Since I enjoyed the hospitality of an Australian doctor doing malaria research in The Gambia on my way to Timbuktoo, I have watched the pace of malaria research with a slightly above average level of interest. There are several diseases caused by different mosquitoes. Acute and severe malarias can lead to comas and deaths within hours or days. Then there is chronic malaria. Incubation periods can be up to 30 years, and recurrence is common. It saps the energy of the young people and weakens economies by draining the workforce and requiring expenditure on health care. Most of the deaths occur in children in sub-Saharan Africa (that is to say, all of the countries except the ones at the top of the continent). The childhood survivors may suffer cognitive impairment.
According to Wikipedia, symptoms short of coma and death include light-headedness, shortness of breath, tachycardia, as well as other general symptoms such as fever, chills, nausea, flu-like illness.

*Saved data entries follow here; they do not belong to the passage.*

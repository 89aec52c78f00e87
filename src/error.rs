/*!
 * Error types for bisync
 */

use std::fmt;
use std::io;
use std::path::PathBuf;

use serde::{Deserialize, Serialize};

pub type Result<T> = std::result::Result<T, SyncError>;

#[derive(Debug)]
pub enum SyncError {
    /// Access denied or read-only target
    PermissionDenied(PathBuf),

    /// Source vanished or a required path does not exist
    PathMissing(PathBuf),

    /// Expected a directory, found a file
    NotADirectory(PathBuf),

    /// Expected a file, found a directory
    IsADirectory(PathBuf),

    /// Insufficient disk space on the destination volume
    InsufficientDiskSpace { required: u64, available: u64 },

    /// Post-copy hash comparison failed
    VerificationFailed {
        path: PathBuf,
        expected: String,
        actual: String,
    },

    /// Invalid path or malformed pattern
    Validation(String),

    /// Unreadable or invalid configuration
    Config(String),

    /// Named profile does not exist
    ProfileNotFound(String),

    /// Cancel signal observed; not a failure
    Aborted,

    /// Run stopped after too many per-file errors
    SyncFailed { errors: usize },

    /// Backup missing for a requested restore
    BackupMissing(String),

    /// I/O error
    Io(io::Error),
}

/// Error kind for classification, retry decisions, and reporting
#[derive(Debug, Clone, Copy, PartialEq, Eq, Serialize, Deserialize)]
#[serde(rename_all = "snake_case")]
pub enum ErrorKind {
    Permission,
    PathMissing,
    NotADirectory,
    IsADirectory,
    DiskSpace,
    Transient,
    VerificationFailed,
    Validation,
    Config,
    Aborted,
    Other,
}

impl ErrorKind {
    /// Whether operations failing with this kind are worth resubmitting
    pub fn is_retryable(self) -> bool {
        matches!(self, ErrorKind::Transient | ErrorKind::VerificationFailed)
    }

    /// One-line remediation hint appended to user-visible messages
    pub fn hint(self) -> &'static str {
        match self {
            ErrorKind::Permission => "check ownership and write permissions on the target",
            ErrorKind::PathMissing => "verify the path exists and is spelled correctly",
            ErrorKind::NotADirectory | ErrorKind::IsADirectory => {
                "a file and a directory share this path; resolve the mismatch manually"
            }
            ErrorKind::DiskSpace => "free space on the destination volume or narrow the sync scope",
            ErrorKind::Transient => {
                "the operation may succeed if repeated; check device availability"
            }
            ErrorKind::VerificationFailed => {
                "re-run the sync; a persistent mismatch suggests disk corruption"
            }
            ErrorKind::Validation => "correct the reported pattern or path and retry",
            ErrorKind::Config => "fix or remove the settings file; defaults are substituted",
            ErrorKind::Aborted => "the run was cancelled; re-run to finish remaining files",
            ErrorKind::Other => "inspect the underlying I/O error for details",
        }
    }
}

impl fmt::Display for ErrorKind {
    fn fmt(&self, f: &mut fmt::Formatter<'_>) -> fmt::Result {
        let name = match self {
            ErrorKind::Permission => "permission",
            ErrorKind::PathMissing => "path-missing",
            ErrorKind::NotADirectory => "not-a-directory",
            ErrorKind::IsADirectory => "is-a-directory",
            ErrorKind::DiskSpace => "disk-space",
            ErrorKind::Transient => "transient",
            ErrorKind::VerificationFailed => "verification-failed",
            ErrorKind::Validation => "validation",
            ErrorKind::Config => "config",
            ErrorKind::Aborted => "aborted",
            ErrorKind::Other => "io",
        };
        write!(f, "{}", name)
    }
}

impl SyncError {
    /// Classify this error into the reporting taxonomy
    pub fn kind(&self) -> ErrorKind {
        match self {
            SyncError::PermissionDenied(_) => ErrorKind::Permission,
            SyncError::PathMissing(_) => ErrorKind::PathMissing,
            SyncError::NotADirectory(_) => ErrorKind::NotADirectory,
            SyncError::IsADirectory(_) => ErrorKind::IsADirectory,
            SyncError::InsufficientDiskSpace { .. } => ErrorKind::DiskSpace,
            SyncError::VerificationFailed { .. } => ErrorKind::VerificationFailed,
            SyncError::Validation(_) => ErrorKind::Validation,
            SyncError::Config(_) => ErrorKind::Config,
            SyncError::ProfileNotFound(_) => ErrorKind::Config,
            SyncError::Aborted => ErrorKind::Aborted,
            SyncError::SyncFailed { .. } => ErrorKind::Other,
            SyncError::BackupMissing(_) => ErrorKind::Validation,
            SyncError::Io(err) => classify_io(err),
        }
    }

    /// Whether the controller should resubmit the failing operation
    pub fn is_retryable(&self) -> bool {
        self.kind().is_retryable()
    }

    /// Exit code for a CLI collaborator driving the engine
    pub fn exit_code(&self) -> i32 {
        match self {
            SyncError::Validation(_) => 2,
            SyncError::ProfileNotFound(_) => 3,
            SyncError::PathMissing(_) => 4,
            SyncError::SyncFailed { .. } => 5,
            SyncError::PermissionDenied(_) => 6,
            SyncError::Config(_) => 7,
            SyncError::Io(err) if classify_io(err) == ErrorKind::Permission => 6,
            SyncError::Io(err) if classify_io(err) == ErrorKind::PathMissing => 4,
            _ => 1,
        }
    }

    /// Full user-facing message: classification, offending path, remediation hint
    pub fn user_message(&self) -> String {
        format!("[{}] {} ({})", self.kind(), self, self.kind().hint())
    }
}

/// Map an I/O error onto the taxonomy
fn classify_io(err: &io::Error) -> ErrorKind {
    use io::ErrorKind::*;
    match err.kind() {
        PermissionDenied => ErrorKind::Permission,
        NotFound => ErrorKind::PathMissing,
        NotADirectory => ErrorKind::NotADirectory,
        IsADirectory => ErrorKind::IsADirectory,
        StorageFull => ErrorKind::DiskSpace,
        TimedOut | Interrupted | WouldBlock | BrokenPipe | ConnectionReset | ConnectionAborted
        | WriteZero => ErrorKind::Transient,
        InvalidInput | InvalidData => ErrorKind::Validation,
        _ => ErrorKind::Other,
    }
}

impl fmt::Display for SyncError {
    fn fmt(&self, f: &mut fmt::Formatter<'_>) -> fmt::Result {
        match self {
            SyncError::PermissionDenied(path) => {
                write!(f, "Permission denied: {}", path.display())
            }
            SyncError::PathMissing(path) => {
                write!(f, "Path not found: {}", path.display())
            }
            SyncError::NotADirectory(path) => {
                write!(f, "Not a directory: {}", path.display())
            }
            SyncError::IsADirectory(path) => {
                write!(f, "Is a directory: {}", path.display())
            }
            SyncError::InsufficientDiskSpace {
                required,
                available,
            } => {
                write!(
                    f,
                    "Insufficient disk space: {} bytes required, {} bytes available",
                    required, available
                )
            }
            SyncError::VerificationFailed {
                path,
                expected,
                actual,
            } => {
                write!(
                    f,
                    "Verification failed for {}: expected {}, got {}",
                    path.display(),
                    expected,
                    actual
                )
            }
            SyncError::Validation(msg) => {
                write!(f, "Validation error: {}", msg)
            }
            SyncError::Config(msg) => {
                write!(f, "Configuration error: {}", msg)
            }
            SyncError::ProfileNotFound(name) => {
                write!(f, "Profile not found: {}", name)
            }
            SyncError::Aborted => {
                write!(f, "Sync aborted")
            }
            SyncError::SyncFailed { errors } => {
                write!(f, "Sync failed with {} file errors", errors)
            }
            SyncError::BackupMissing(rel) => {
                write!(f, "No backup recorded for {}", rel)
            }
            SyncError::Io(err) => {
                write!(f, "I/O error: {}", err)
            }
        }
    }
}

impl std::error::Error for SyncError {
    fn source(&self) -> Option<&(dyn std::error::Error + 'static)> {
        match self {
            SyncError::Io(err) => Some(err),
            _ => None,
        }
    }
}

impl From<io::Error> for SyncError {
    fn from(err: io::Error) -> Self {
        SyncError::Io(err)
    }
}

impl From<serde_json::Error> for SyncError {
    fn from(err: serde_json::Error) -> Self {
        SyncError::Config(format!("JSON error: {}", err))
    }
}
pub mod config;
pub mod error;
pub mod state;
pub mod auth;
pub mod db;
pub mod models;
pub mod middleware;
pub mod routes;
pub mod views;
pub mod filter;
pub mod query;
pub mod pagination;
pub mod fetcher;
pub mod export;
pub mod lookups;
pub mod store;

use std::sync::Arc;

use axum::http::{HeaderName, HeaderValue};
use axum::Router;
use tower::ServiceBuilder;
use tower_http::set_header::SetResponseHeaderLayer;
use tower_http::trace::TraceLayer;

use crate::config::Config;
use crate::fetcher::ListFetcher;
use crate::middleware::auth_redirect::redirect_unauthorized;
use crate::state::{AppState, SharedState};
use crate::store::SharedStore;

pub fn build_app(store: SharedStore, config: Config) -> Router {
    let state: SharedState = Arc::new(AppState {
        fetcher: ListFetcher::new(store.clone()),
        store,
        config,
    });

    let security_headers = ServiceBuilder::new()
        .layer(SetResponseHeaderLayer::overriding(
            HeaderName::from_static("x-content-type-options"),
            HeaderValue::from_static("nosniff"),
        ))
        .layer(SetResponseHeaderLayer::overriding(
            HeaderName::from_static("x-frame-options"),
            HeaderValue::from_static("DENY"),
        ))
        .layer(SetResponseHeaderLayer::overriding(
            HeaderName::from_static("referrer-policy"),
            HeaderValue::from_static("strict-origin-when-cross-origin"),
        ));

    Router::new()
        .merge(routes::api_routes())
        .merge(views::view_routes().layer(axum::middleware::from_fn_with_state(
            state.clone(),
            redirect_unauthorized,
        )))
        .route("/health", axum::routing::get(health))
        .layer(security_headers)
        .layer(TraceLayer::new_for_http())
        .with_state(state)
}

async fn health() -> &'static str {
    "ok"
}
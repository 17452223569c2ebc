use serde::{Deserialize, Serialize};
use uuid::Uuid;

#[derive(Debug, Clone, PartialEq, sqlx::FromRow, Serialize, Deserialize)]
pub struct UserProfile {
    pub id: Uuid,
    pub name: String,
}
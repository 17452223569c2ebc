//! Fetching pages of logs, and the dashboard session that drives it.

use serde::Serialize;

use crate::error::AppError;
use crate::filter::LogFilters;
use crate::models::LogRecord;
use crate::pagination::{total_pages, FetchTicket, PaginationController, PaginationState, PAGE_SIZE};
use crate::query::{build_predicates, LogQuery, RowWindow};
use crate::store::SharedStore;

/// One page of results together with the count it was computed against.
#[derive(Debug, Clone, Serialize)]
pub struct FetchedPage {
    pub logs: Vec<LogRecord>,
    pub total: i64,
    pub page: i64,
    pub per_page: i64,
    pub total_pages: i64,
}

#[derive(Clone)]
pub struct ListFetcher {
    store: SharedStore,
    page_size: i64,
}

impl ListFetcher {
    pub fn new(store: SharedStore) -> Self {
        Self::with_page_size(store, PAGE_SIZE)
    }

    pub fn with_page_size(store: SharedStore, page_size: i64) -> Self {
        Self {
            store,
            page_size: page_size.max(1),
        }
    }

    pub fn page_size(&self) -> i64 {
        self.page_size
    }

    /// Count, then load the window for `page`. A page past the end of the
    /// result set is pulled back to the last page. If either request
    /// fails the whole fetch fails; nothing is retried.
    pub async fn fetch(&self, filters: &LogFilters, page: i64) -> Result<FetchedPage, AppError> {
        let predicates = build_predicates(filters);

        let total = self.store.count(&predicates).await?;
        let pages = total_pages(total, self.page_size);
        let page = page.clamp(1, pages);

        let query = LogQuery::new(predicates).with_window(RowWindow::for_page(page, self.page_size));
        let logs = self.store.query(&query).await?;

        Ok(FetchedPage {
            logs,
            total,
            page,
            per_page: self.page_size,
            total_pages: pages,
        })
    }
}

/// An operator's view of the log list: the active filters, page state and
/// the records on display.
///
/// Records are held only for the page being shown; every navigation or
/// filter change goes back to the store.
pub struct LogBrowser {
    fetcher: ListFetcher,
    filters: LogFilters,
    pagination: PaginationController,
    logs: Vec<LogRecord>,
}

impl LogBrowser {
    pub fn new(fetcher: ListFetcher) -> Self {
        let page_size = fetcher.page_size();
        Self {
            fetcher,
            filters: LogFilters::default(),
            pagination: PaginationController::new(page_size),
            logs: Vec::new(),
        }
    }

    pub fn filters(&self) -> &LogFilters {
        &self.filters
    }

    pub fn logs(&self) -> &[LogRecord] {
        &self.logs
    }

    pub fn pagination(&self) -> PaginationState {
        self.pagination.state()
    }

    pub fn is_loading(&self) -> bool {
        self.pagination.is_loading()
    }

    pub fn last_error(&self) -> Option<&str> {
        self.pagination.last_error()
    }

    /// Initial load with empty filters.
    pub async fn open(&mut self) {
        let ticket = self.pagination.filters_changed();
        self.run(ticket).await;
    }

    /// Replace the filters wholesale and reload from page 1.
    pub async fn set_filters(&mut self, filters: LogFilters) {
        let ticket = self.replace_filters(filters);
        self.run(ticket).await;
    }

    /// Returns `false` without fetching if `page` is out of range.
    pub async fn request_page(&mut self, page: i64) -> bool {
        match self.pagination.request_page(page) {
            Some(ticket) => {
                self.run(ticket).await;
                true
            }
            None => false,
        }
    }

    pub async fn first_page(&mut self) -> bool {
        self.request_page(1).await
    }

    pub async fn prev_page(&mut self) -> bool {
        self.request_page(self.pagination.state().current_page - 1).await
    }

    pub async fn next_page(&mut self) -> bool {
        self.request_page(self.pagination.state().current_page + 1).await
    }

    pub async fn last_page(&mut self) -> bool {
        self.request_page(self.pagination.state().total_pages).await
    }

    pub async fn refresh(&mut self) {
        let ticket = self.pagination.refresh();
        self.run(ticket).await;
    }

    /// Replace the filters and issue a ticket for page 1 without fetching.
    /// Pair with [`LogBrowser::begin_fetch`] and
    /// [`LogBrowser::complete_fetch`] when fetches may overlap.
    pub fn replace_filters(&mut self, filters: LogFilters) -> FetchTicket {
        self.filters = filters;
        self.pagination.filters_changed()
    }

    /// Issue a ticket for `page` without fetching; `None` if out of range.
    pub fn begin_fetch(&mut self, page: i64) -> Option<FetchTicket> {
        self.pagination.request_page(page)
    }

    /// Run the fetch for `ticket` against the current filters.
    pub async fn load(&self, ticket: FetchTicket) -> Result<FetchedPage, AppError> {
        self.fetcher.fetch(&self.filters, ticket.page).await
    }

    /// Apply the outcome of a fetch. Results for anything but the latest
    /// ticket are dropped; failures leave the previous page on display.
    /// Returns whether the outcome was applied.
    pub fn complete_fetch(
        &mut self,
        ticket: FetchTicket,
        result: Result<FetchedPage, AppError>,
    ) -> bool {
        match result {
            Ok(page) => {
                let applied = self
                    .pagination
                    .settle_success(ticket, page.total, page.page);
                if applied {
                    self.logs = page.logs;
                }
                applied
            }
            Err(e) => {
                tracing::error!("Error fetching logs: {e}");
                self.pagination.settle_failure(ticket, e.to_string())
            }
        }
    }

    async fn run(&mut self, ticket: FetchTicket) {
        let result = self.load(ticket).await;
        self.complete_fetch(ticket, result);
    }
}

I was unhappy to learn that a major cause of preventable malaria deaths in south-east Asia is counterfeit anti-malarials which are difficult to detect except by laboratory analysis. But accelerated change for the better seems to be afoot. US$3 billion has been pledged towards eradication by the international community, and the Bill and Melinda Gates Foundation has given US$168 million for research on a vaccine, and Bill Gates successfully attracted a lot of attention by letting loose a swarm of mosquitoes in a packed auditorium to which he was speaking. But what prompted this post is some excellent news hiding away amongst tales of tragedy from a very Australian scourge. Glaxo Smith Kline, the world’s second biggest drug company, has decided to donate patents in technologies which are needed for malaria to a pool which may be accessed by scientists working on a cure. And they are cutting the prices of drugs in 50 of the worst off nations, mainly in Africa, to no more than a quarter of the prices in the West. Mind you, given that the cost of a couple of dollars for an insecticide treated mosquito net is too great for many rural African potential sufferers, I am not sure how much of a difference that is going to make.